Ruben Fleischer’s Gangster Squad is an action thriller set in late-1940s Los Angeles, a time when the city was under the tightening grip of mafia dons like Mickey Cohen. It has a great cast, but it is not a great film.
Josh Brolin plays Sergeant John O’Mara, a war veteran – and now police officer – whose run-ins with Cohen’s rackets have lead him to believe that the city is in real danger of becoming a lawless area, governed by a seemingly impenetrable web of corruption. He finds a kindred spirit in Police Chief Bill Parker (Nick Nolte) who invites him to put together a band of police to work ‘off the books’ and take on Cohen at his own game. And that means violence.
O’Mara’s squad eventually features, amongst others, Robert Patrick as an ageing gunslinger, Giovanni Ribisi as a specialist in communications and Anthony Mackie as a hardened beat cop. Sergeant Jerry Wooters, played with smooth charisma by the ever-likable Ryan Gosling, is the wild card in the pack. Initially apathetic to the struggles of the city, he soon finds a reason (albeit a rather contrived one) to join O’Mara’s outlaws. From there, they set out to pistol whip as many bad guys as possible.
On the other side we have Cohen himself, played by an emaciated Sean Penn in full snarling psychopath mode, and his much younger girlfriend Grace, played with sass by Emma Stone. Grace becomes involved romantically with the apparently irresistible Wooters, creating a mildly tense – but ultimately incidental – subplot.

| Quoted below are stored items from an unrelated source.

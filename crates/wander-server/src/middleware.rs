use axum::{extract::Request, http::HeaderValue, middleware::Next, response::Response};
use uuid::Uuid;

/// Newtype wrapping a request ID string, stored as a request extension.
#[derive(Debug, Clone)]
pub struct RequestId(pub String);

/// Axum middleware that extracts or generates a request ID.
///
/// An incoming `x-request-id` header is reused; otherwise a new `UUIDv4` is
/// generated. The ID is stored as a [`RequestId`] extension and echoed on the
/// response.
pub async fn request_id(mut req: Request, next: Next) -> Response {
    let id = req
        .headers()
        .get("x-request-id")
        .and_then(|v| v.to_str().ok())
        .filter(|v| !v.trim().is_empty())
        .map_or_else(|| Uuid::new_v4().to_string(), String::from);

    req.extensions_mut().insert(RequestId(id.clone()));

    let mut res = next.run(req).await;

    if let Ok(val) = HeaderValue::from_str(&id) {
        res.headers_mut().insert("x-request-id", val);
    }

    res
}
//! Back-off policy for provider HTTP calls.
//!
//! Connect failures and 5xx responses are retried. Timeouts are not: they
//! surface as [`wander_core::SuggestError::Timeout`] on the first occurrence,
//! exactly like a quota response.

use std::future::Future;
use std::time::Duration;

use rand::Rng;

use crate::error::ProviderError;

const MAX_DELAY_MS: u64 = 10_000;

/// Whether `err` is a transient failure worth another attempt.
pub(crate) fn is_retriable(err: &ProviderError) -> bool {
    match err {
        ProviderError::Http(e) if e.is_timeout() => false,
        ProviderError::Http(e) => e.is_connect() || e.status().is_some_and(|s| s.is_server_error()),
        ProviderError::UnexpectedStatus { status, .. } => *status >= 500,
        ProviderError::QuotaExceeded(_)
        | ProviderError::Api { .. }
        | ProviderError::Deserialize { .. }
        | ProviderError::InvalidBaseUrl { .. } => false,
    }
}

/// Nominal wait before retry number `retry` (1-based): `base * 2^(retry-1)`,
/// capped at 10 s.
fn nominal_delay_ms(backoff_base_ms: u64, retry: u32) -> u64 {
    let exponent = retry.saturating_sub(1).min(10);
    backoff_base_ms.saturating_mul(1u64 << exponent).min(MAX_DELAY_MS)
}

/// Applies ±25 % jitter to `nominal_ms`.
fn jittered(nominal_ms: u64, rng: &mut impl Rng) -> Duration {
    #[allow(
        clippy::cast_possible_truncation,
        clippy::cast_sign_loss,
        clippy::cast_precision_loss
    )]
    let ms = (nominal_ms as f64 * rng.random_range(0.75..=1.25)) as u64;
    Duration::from_millis(ms)
}

/// Runs `operation`, retrying transient failures up to `max_retries` times.
pub(crate) async fn retry_with_backoff<T, F, Fut>(
    max_retries: u32,
    backoff_base_ms: u64,
    mut operation: F,
) -> Result<T, ProviderError>
where
    F: FnMut() -> Fut,
    Fut: Future<Output = Result<T, ProviderError>>,
{
    let mut retry = 0u32;
    loop {
        let err = match operation().await {
            Ok(value) => return Ok(value),
            Err(err) if is_retriable(&err) && retry < max_retries => err,
            Err(err) => return Err(err),
        };

        retry += 1;
        let delay = jittered(nominal_delay_ms(backoff_base_ms, retry), &mut rand::rng());
        tracing::warn!(
            retry,
            max_retries,
            delay_ms = u64::try_from(delay.as_millis()).unwrap_or(u64::MAX),
            error = %err,
            "transient provider failure, backing off"
        );
        tokio::time::sleep(delay).await;
    }
}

You’d think the casting of Sean Penn would be a stroke of genius in a role like this, but in actual fact his performance, while you couldn’t call it bad, is pitched all wrong. His deliriously evil villain is so one-dimensional he fails to make much of an impact, despite how much gusto Penn is giving it. The performance has one register – snarling insanity – and it never changes, which to some extent is a criticism one could level at the film.
Will Beall’s screenplay has plenty of spark, and there are some intelligent, witty moments, but the narrative boils down to a series of action scenes featuring mostly one-dimensional characters. There are good actors giving good performances here, but the script just doesn’t given them much else to do beyond hitting people in the face. There are occasional nods to a subtext concerning what happens to war veterans in the aftermath of their military careers, but given the film takes such obvious pleasure in letting them romp around shooting gangsters, it hardly holds water. The romance subplot is similarly light on its feet, although credit should be given to Gosling and Stone for conjuring up real chemistry in such a short space of time.
Despite the stylishness of the production design, the film struggles to carve out an identity for itself. It’s saved from mediocrity by its cast, and there are certainly things to like in there, but its misjudged villain and generic action film structure put it some way below the staples of the LA thriller sub-genre.